EU trade mark — Invalidity proceedings — EU word mark NEYMAR — Declaration of invalidity — Bad faith — Article 52(1)(b) of Regulation (EC) No 207/2009 (now Article 59(1)(b) of Regulation (EU) 2017/1001

1. Facts

In December 2012, Mr C Moreira filed an application for registration of the word sign ‘NEYMAR’ as a EU trade mark, in respect of clothing, footwear and headgear. The mark was registered in April 2013.

In February 2016, Mr Neymar Da Silva Santos Júnior, filed an application with EUIPO for a declaration of invalidity against that mark in respect of all the goods covered by it.
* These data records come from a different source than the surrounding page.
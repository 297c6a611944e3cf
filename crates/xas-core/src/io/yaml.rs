//! YAML header document closed by an explicit `...` end marker, followed by
//! whitespace-separated data rows.

use super::text::{parse_rows, write_rows};
use super::traits::{RawSpectrum, SpectrumReader, SpectrumWriter};
use crate::domain::{XasError, XasResult};
use crate::header::Header;

const DOCUMENT_END: &str = "...";

#[derive(Debug, Clone, Copy, Default, PartialEq, Eq)]
pub struct YamlCodec;

impl SpectrumWriter for YamlCodec {
    fn render(&self, raw: &RawSpectrum) -> XasResult<String> {
        let mut out = serde_yaml::to_string(&raw.header)
            .map_err(|error| XasError::computation("RUN.YAML_ENCODE", error.to_string()))?;
        if !out.ends_with('\n') {
            out.push('\n');
        }
        out.push_str(DOCUMENT_END);
        out.push('\n');
        write_rows(&mut out, raw.data.view());
        Ok(out)
    }
}

impl SpectrumReader for YamlCodec {
    fn parse(&self, source: &str) -> XasResult<RawSpectrum> {
        let lines: Vec<&str> = source.lines().collect();
        let end = lines
            .iter()
            .position(|line| line.trim_end() == DOCUMENT_END)
            .ok_or_else(|| {
                XasError::input_validation(
                    "INPUT.MALFORMED_HEADER",
                    "YAML header is missing its '...' end marker",
                )
            })?;

        let header: Header = serde_yaml::from_str(&lines[..end].join("\n")).map_err(|error| {
            XasError::input_validation(
                "INPUT.MALFORMED_HEADER",
                format!("YAML header could not be parsed: {error}"),
            )
        })?;
        let data = parse_rows(
            lines[end + 1..].iter().copied(),
            end + 2,
            Some(header.channelinfo.cols.len()),
        )?;
        RawSpectrum::new(data, header)
    }
}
The application for a  declaration of invalidity was upheld by EUIPO.

Mr Moreira then brought an action before the General Court against the decision of EUIPO.

2. Decision

The Court begins to note that  it is demonstrate that Mr Neymar Da Silva Santos Júnior was already known in Europe at the relevant date and was already recognised as a very promising football player, having drawn the attention of top-flight clubs in Europe in view of future recruitment, several years before his actual transfer.

The Court also confirms that Mr Moreira possessed more than a little knowledge of the world of football, as proven by the fact that he filed an application for registration of the word mark ‘IKER CASILLAS’, a mark corresponding to the name of another famous football player, on the same day he sought registration of the mark ‘NEYMAR’.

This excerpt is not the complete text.